Looking back at the “fire season” which only now seems to have “ended,” I’m remembering a trip I took out to Las Virgenes deep in the San Fernando Valley near Calabasas late last year, while the Woolsey Fire was still raging in all directions. Looking around, the oaks were the obvious subject of the story of burned hillsides.
As I wrote a journalist friend at the time, on many hillsides:
“the oaks sit alone in a newly desolate landscape. Their survival seems unlikely, but what few humans — even local ones — seem to know is that if healthy, the California live oak is resilient to fire; in fact it thrives in a landscape cleared periodically this way. So they stand still, alive, moist, in fields of ash, seeming to know exactly what they are doing… the trees have held their own.”
Construction had resumed in a new development on the site of a former ranch in Liberty Canyon, even as fires burned on adjacent hillsides and fire units patrolled within sight for flare-ups. The flames had burned right up to to the new buildings, where their lawns by now have probably already been rolled.
I met a rancher who had been able to evacuate his horses very early, and had lost no livestock and just one small building. He asked that I not photograph that building — “it’s all traumatic enough already.” His land was now dominated by the oaks, and we admired them together for a while.

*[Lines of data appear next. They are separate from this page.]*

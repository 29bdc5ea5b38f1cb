//! Validation layer - framework-agnostic field validation engine.
//!
//! Each resource type declares an explicit table of `FieldRule`s (one row per
//! field/constraint pair) and exposes its raw field values through the
//! `ValidateFields` trait. A single evaluator walks the table, so every type
//! is validated uniformly and the rules stay decoupled from any particular
//! web framework.

mod error;
mod rules;

pub use error::{FieldError, ValidationErrors};
pub use rules::{Constraint, FieldRule, FieldValue, ValidateFields};
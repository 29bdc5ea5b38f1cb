//! Login and contact form models.

use serde::{Deserialize, Serialize};

use crate::config::{
    CONTACT_NAME_MAX_LENGTH, LOGIN_SUCCESS_MESSAGE, MESSAGE_MIN_LENGTH, NAME_MIN_LENGTH,
    USERNAME_MAX_LENGTH,
};
use crate::validation::{Constraint, FieldRule, FieldValue, ValidateFields};

/// Login form fields.
#[derive(Debug, Clone, Deserialize)]
pub struct LoginForm {
    pub username: String,
    pub password: String,
}

impl ValidateFields for LoginForm {
    fn rules() -> &'static [FieldRule] {
        const RULES: &[FieldRule] = &[FieldRule::new(
            "username",
            Constraint::Length { min: None, max: Some(USERNAME_MAX_LENGTH) },
        )];
        RULES
    }

    fn field(&self, name: &str) -> FieldValue<'_> {
        match name {
            "username" => FieldValue::Str(&self.username),
            "password" => FieldValue::Str(&self.password),
            _ => FieldValue::Absent,
        }
    }
}

/// Login response: the username and a fixed success message. The password
/// is deliberately not part of this type.
#[derive(Debug, Clone, Serialize)]
pub struct LoginOut {
    pub username: String,
    pub message: &'static str,
}

impl LoginOut {
    pub fn new(username: String) -> Self {
        Self { username, message: LOGIN_SUCCESS_MESSAGE }
    }
}

/// Contact form fields.
#[derive(Debug, Clone, Deserialize)]
pub struct ContactForm {
    pub first_name: String,
    pub last_name: String,
    pub email: String,
    pub message: String,
}

impl ValidateFields for ContactForm {
    fn rules() -> &'static [FieldRule] {
        const NAME_BOUNDS: Constraint = Constraint::Length {
            min: Some(NAME_MIN_LENGTH),
            max: Some(CONTACT_NAME_MAX_LENGTH),
        };
        const RULES: &[FieldRule] = &[
            FieldRule::new("first_name", NAME_BOUNDS),
            FieldRule::new("last_name", NAME_BOUNDS),
            FieldRule::new("email", Constraint::Email),
            FieldRule::new(
                "message",
                Constraint::Length { min: Some(MESSAGE_MIN_LENGTH), max: None },
            ),
        ];
        RULES
    }

    fn field(&self, name: &str) -> FieldValue<'_> {
        match name {
            "first_name" => FieldValue::Str(&self.first_name),
            "last_name" => FieldValue::Str(&self.last_name),
            "email" => FieldValue::Str(&self.email),
            "message" => FieldValue::Str(&self.message),
            _ => FieldValue::Absent,
        }
    }
}

#[cfg(test)]
mod tests {
    use super::*;

    #[test]
    fn test_login_username_length() {
        let form = LoginForm {
            username: "a".repeat(21),
            password: "whatever".to_string(),
        };
        let errors = form.validate().unwrap_err();
        assert_eq!(errors.errors()[0].field, "username");
    }

    #[test]
    fn test_login_out_carries_fixed_message() {
        let out = LoginOut::new("laura2026".to_string());
        assert_eq!(out.message, LOGIN_SUCCESS_MESSAGE);
    }

    #[test]
    fn test_contact_message_minimum_length() {
        let form = ContactForm {
            first_name: "Laura".to_string(),
            last_name: "Gomez".to_string(),
            email: "laura@example.com".to_string(),
            message: "too short".to_string(),
        };
        let errors = form.validate().unwrap_err();
        assert_eq!(errors.errors()[0].field, "message");
    }
}
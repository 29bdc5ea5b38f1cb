//! In-memory registry of known person identifiers.
//!
//! Stand-in for a database: a fixed set of positive ids, read-only after
//! construction, shared across requests behind an `Arc`.

use std::collections::BTreeSet;

use crate::config::KNOWN_PERSON_IDS;

/// Fixed set of person ids the API recognizes.
#[derive(Debug, Clone)]
pub struct PersonRegistry {
    ids: BTreeSet<u32>,
}

impl PersonRegistry {
    /// Build a registry from an arbitrary id collection.
    pub fn with_ids(ids: impl IntoIterator<Item = u32>) -> Self {
        Self { ids: ids.into_iter().collect() }
    }

    /// Build the registry seeded with the well-known id range.
    pub fn seeded() -> Self {
        Self::with_ids(KNOWN_PERSON_IDS)
    }

    /// Whether `id` belongs to a known person.
    pub fn exists(&self, id: u32) -> bool {
        self.ids.contains(&id)
    }

    pub fn len(&self) -> usize {
        self.ids.len()
    }

    pub fn is_empty(&self) -> bool {
        self.ids.is_empty()
    }
}

impl Default for PersonRegistry {
    fn default() -> Self {
        Self::seeded()
    }
}

#[cfg(test)]
mod tests {
    use super::*;

    #[test]
    fn test_seeded_registry_covers_known_range() {
        let registry = PersonRegistry::seeded();
        assert_eq!(registry.len(), 10);
        for id in 1..=10 {
            assert!(registry.exists(id));
        }
    }

    #[test]
    fn test_unknown_ids_do_not_exist() {
        let registry = PersonRegistry::seeded();
        assert!(!registry.exists(0));
        assert!(!registry.exists(11));
        assert!(!registry.exists(u32::MAX));
    }

    #[test]
    fn test_custom_ids() {
        let registry = PersonRegistry::with_ids([42, 7]);
        assert!(registry.exists(7));
        assert!(registry.exists(42));
        assert!(!registry.exists(1));
    }
}
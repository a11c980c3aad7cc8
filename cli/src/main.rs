use anyhow::Context;
use clap::{Parser, ValueEnum};
use mineclicker_core::{CellCount, Coord, Coord2, Difficulty, GameConfig, MinePlacement};

mod command;
mod render;
mod session;

use session::Setup;

#[derive(Copy, Clone, Debug, PartialEq, ValueEnum)]
enum DifficultyArg {
    Beginner,
    Intermediate,
    Expert,
}

impl From<DifficultyArg> for Difficulty {
    fn from(arg: DifficultyArg) -> Self {
        match arg {
            DifficultyArg::Beginner => Difficulty::Beginner,
            DifficultyArg::Intermediate => Difficulty::Intermediate,
            DifficultyArg::Expert => Difficulty::Expert,
        }
    }
}

/// Play minesweeper in the terminal
#[derive(Parser, Debug)]
#[command(version, about, long_about = None)]
struct Args {
    /// What log level to use
    #[command(flatten)]
    verbose: clap_verbosity_flag::Verbosity,

    /// Place mines at these positions instead of randomly, 0,0 is the top-left cell
    #[arg(value_name = "ROW,COL", value_parser = command::parse_mine_position)]
    mines: Vec<Coord2>,

    /// Board preset, individual values can be overridden with --rows, --cols and --mines
    #[arg(short, long, value_enum, default_value_t = DifficultyArg::Beginner)]
    difficulty: DifficultyArg,

    #[arg(long)]
    rows: Option<Coord>,

    #[arg(long)]
    cols: Option<Coord>,

    /// Number of random mines, ignored when mine positions are given
    #[arg(short = 'n', long = "mines", value_name = "COUNT")]
    mine_count: Option<CellCount>,

    /// Force a seed instead of random
    #[arg(short, long)]
    seed: Option<u64>,

    /// Show every mine on the board
    #[arg(long)]
    debug: bool,
}

impl Args {
    fn setup(&self) -> anyhow::Result<Setup> {
        let preset = Difficulty::from(self.difficulty).config();
        let size = (
            self.rows.unwrap_or(preset.size.0),
            self.cols.unwrap_or(preset.size.1),
        );

        let placement = if self.mines.is_empty() {
            let count = self.mine_count.unwrap_or(preset.mines);
            let config = GameConfig::new(size, count).context("invalid board settings")?;
            session::Placement::Random {
                count: config.mines,
                seed: self.seed,
            }
        } else {
            session::Placement::Fixed(MinePlacement::Explicit(self.mines.clone()))
        };

        Setup::new(size, placement, self.debug).context("invalid mine positions")
    }
}

fn main() -> anyhow::Result<()> {
    let args = Args::parse();
    tracing_subscriber::fmt()
        .with_max_level(args.verbose.tracing_level_filter())
        .with_writer(std::io::stderr)
        .init();
    log::debug!("{:?}", args);

    let setup = args.setup()?;
    let stdin = std::io::stdin();
    let stdout = std::io::stdout();
    session::run(setup, &mut stdin.lock(), &mut stdout.lock())
}
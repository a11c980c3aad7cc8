use crate::*;
pub use random::*;

mod random;

/// Strategy for laying mines onto a fresh board.
pub trait MineGenerator {
    fn generate(self, config: GameConfig) -> Result<Board>;
}
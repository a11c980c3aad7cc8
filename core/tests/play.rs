use std::collections::BTreeSet;

use mineclicker_core::*;

fn explicit(size: Coord2, mines: &[Coord2]) -> Game {
    Game::new(size, MinePlacement::Explicit(mines.to_vec())).unwrap()
}

fn all_cells(game: &Game) -> Vec<(Coord2, Cell)> {
    game.board().iter_cells().collect()
}

#[test]
fn random_boards_have_configured_mine_count() {
    for (rows, cols, count) in [(8, 8, 10), (16, 16, 40), (16, 30, 99), (1, 1, 0), (5, 5, 25)] {
        let game = new_game(rows, cols, MinePlacement::Random { count, seed: 3 }).unwrap();
        let mines = all_cells(&game).iter().filter(|(_, cell)| cell.is_mine).count();
        assert_eq!(mines, usize::from(count));
    }
}

#[test]
fn adjacency_matches_neighbor_mines() {
    let game = new_game(12, 9, MinePlacement::Random { count: 30, seed: 11 }).unwrap();

    for (coords, cell) in all_cells(&game) {
        if cell.is_mine {
            continue;
        }
        let expected = game
            .neighbors_of(coords)
            .unwrap()
            .into_iter()
            .filter(|&pos| game.cell_at(pos).unwrap().is_mine)
            .count();
        assert_eq!(usize::from(cell.adjacent_mine_count), expected, "{coords:?}");
    }
}

#[test]
fn corner_mine_on_three_by_three() {
    let game = explicit((3, 3), &[(0, 0)]);

    for (coords, cell) in all_cells(&game).into_iter().filter(|(_, cell)| !cell.is_mine) {
        let expected = u8::from(matches!(coords, (0, 1) | (1, 0) | (1, 1)));
        assert_eq!(cell.adjacent_mine_count, expected, "{coords:?}");
    }
}

#[test]
fn empty_three_by_three_opens_in_one_call() {
    let mut game = explicit((3, 3), &[]);

    let revealed = game.reveal((0, 0)).unwrap();

    assert_eq!(revealed.len(), 9);
    assert!(all_cells(&game).iter().all(|(_, cell)| cell.is_revealed));
    assert_eq!(game.check_game_state(), GameState::Won);
}

#[test]
fn mine_reveal_loses_and_stays_lost() {
    let mut game = explicit((4, 4), &[(2, 1), (3, 3)]);

    assert_eq!(game.reveal((2, 1)).unwrap(), BTreeSet::from([(2, 1)]));
    assert_eq!(game.check_game_state(), GameState::Lost);

    assert!(game.reveal((2, 1)).unwrap().is_empty());
    assert_eq!(game.check_game_state(), GameState::Lost);
}

#[test]
fn won_exactly_when_all_safe_cells_revealed() {
    let mines = [(1, 6), (3, 1), (5, 1)];
    let mut game = explicit((8, 8), &mines);
    let total = game.board().total_cells();
    let safe: Vec<_> = all_cells(&game)
        .into_iter()
        .filter(|(_, cell)| !cell.is_mine)
        .map(|(coords, _)| coords)
        .collect();

    for coords in safe.into_iter().rev() {
        game.reveal(coords).unwrap();
        let revealed = game.revealed_count();
        let state = game.check_game_state();
        if revealed == total - game.total_mines() {
            assert_eq!(state, GameState::Won);
            break;
        }
        assert_eq!(state, GameState::Ongoing);
    }
    assert_eq!(game.check_game_state(), GameState::Won);
}

#[test]
fn sweeping_around_mines_matches_known_counts() {
    let mines = [(1, 6), (3, 1), (5, 1)];
    let mut game = explicit((8, 8), &mines);

    let circle = [(0, 5), (0, 6), (0, 7), (1, 7), (2, 7), (2, 6), (2, 5), (1, 5)];
    for coords in circle {
        game.reveal(coords).unwrap();
        assert_eq!(game.cell_at(coords).unwrap().adjacent_mine_count, 1);
    }
    game.reveal((4, 1)).unwrap();
    assert_eq!(game.cell_at((4, 1)).unwrap().adjacent_mine_count, 2);
    assert_eq!(game.check_game_state(), GameState::Ongoing);

    game.reveal((1, 6)).unwrap();
    assert_eq!(game.check_game_state(), GameState::Lost);
}

#[test]
fn reveal_only_touches_revealed_bit() {
    let mut game = explicit((10, 10), &[(0, 0), (2, 7), (5, 5), (9, 9)]);
    game.flag((4, 4)).unwrap();
    let before = all_cells(&game);

    assert!(game.reveal((9, 0)).unwrap().len() > 1);

    for ((coords, old), (_, new)) in before.into_iter().zip(all_cells(&game)) {
        assert_eq!(old.is_mine, new.is_mine, "{coords:?}");
        assert_eq!(old.adjacent_mine_count, new.adjacent_mine_count, "{coords:?}");
        assert_eq!(old.is_flagged, new.is_flagged, "{coords:?}");
    }
}

#[test]
fn second_reveal_is_idempotent() {
    let mut game = explicit((3, 3), &[(0, 0)]);

    assert_eq!(game.reveal((1, 1)).unwrap(), BTreeSet::from([(1, 1)]));
    let snapshot = game.clone();
    assert!(game.reveal((1, 1)).unwrap().is_empty());
    assert_eq!(game, snapshot);

    // a cascaded cell is just as inert
    assert_eq!(game.reveal((2, 2)).unwrap().len(), 7);
    let snapshot = game.clone();
    assert!(game.reveal((2, 0)).unwrap().is_empty());
    assert_eq!(game, snapshot);
}

#[test]
fn out_of_bounds_never_mutates() {
    let mut game = explicit((3, 4), &[(1, 1)]);
    let snapshot = game.clone();

    let outside: [Coord2; 3] = [(3, 0), (0, 4), (255, 255)];
    for coords in outside {
        let expected = GameError::OutOfBounds(coords.0.into(), coords.1.into());
        assert_eq!(game.reveal(coords), Err(expected));
        assert_eq!(game.flag(coords), Err(expected));
        assert_eq!(game.unflag(coords), Err(expected));
        assert_eq!(game.cell_at(coords), Err(expected));
    }
    for (row, col) in [(-1, 0), (0, -1), (3, 0), (0, 4)] {
        assert_eq!(game.locate(row, col), Err(GameError::OutOfBounds(row, col)));
    }
    assert_eq!(game, snapshot);
}

#[test]
fn large_zero_region_does_not_overflow_the_stack() {
    let mut game = explicit((255, 255), &[(254, 254)]);

    let revealed = game.reveal((0, 0)).unwrap();

    assert_eq!(revealed.len(), 255 * 255 - 1);
    assert_eq!(game.check_game_state(), GameState::Won);
}

#[test]
fn snapshot_serializes() {
    let mut game = explicit((2, 2), &[(1, 1)]);
    game.reveal((0, 0)).unwrap();
    game.flag((1, 1)).unwrap();

    let json = serde_json::to_value(game.view()).unwrap();
    let cells = json["data"].as_array().unwrap();

    assert_eq!(cells[0], serde_json::json!({ "Revealed": 1 }));
    assert_eq!(cells[1], serde_json::json!("Hidden"));
    assert_eq!(cells[3], serde_json::json!("Flagged"));
}

#[test]
fn game_serializes_board_and_mines() {
    let mut game = explicit((2, 2), &[(1, 1)]);
    game.reveal((0, 0)).unwrap();

    let json = serde_json::to_value(&game).unwrap();

    assert_eq!(json["board"]["mines"], serde_json::json!([[1, 1]]));
    assert_eq!(json["board"]["cells"]["dim"], serde_json::json!([2, 2]));
    assert_eq!(json["board"]["cells"]["data"][0]["is_revealed"], serde_json::json!(true));
}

He said they had lost more trees than usual this time, though. “Fires come and go,” he said, but the drought has been persistent, and the drought-stressed groves were gone.
The University of California Division of Agriculture and Natural Resources hosts UC Oaks, a comprehensive resource on California’s oaks, including numerous planning and policy projects designed in particular to reduce the pressure of development on the oaks’ numbers.
But these trees live hundreds of years, and the reality is if we’re going to learn lessons from oaks as well as for them, we had better take things a step further than preserving existing oaks — and get planting.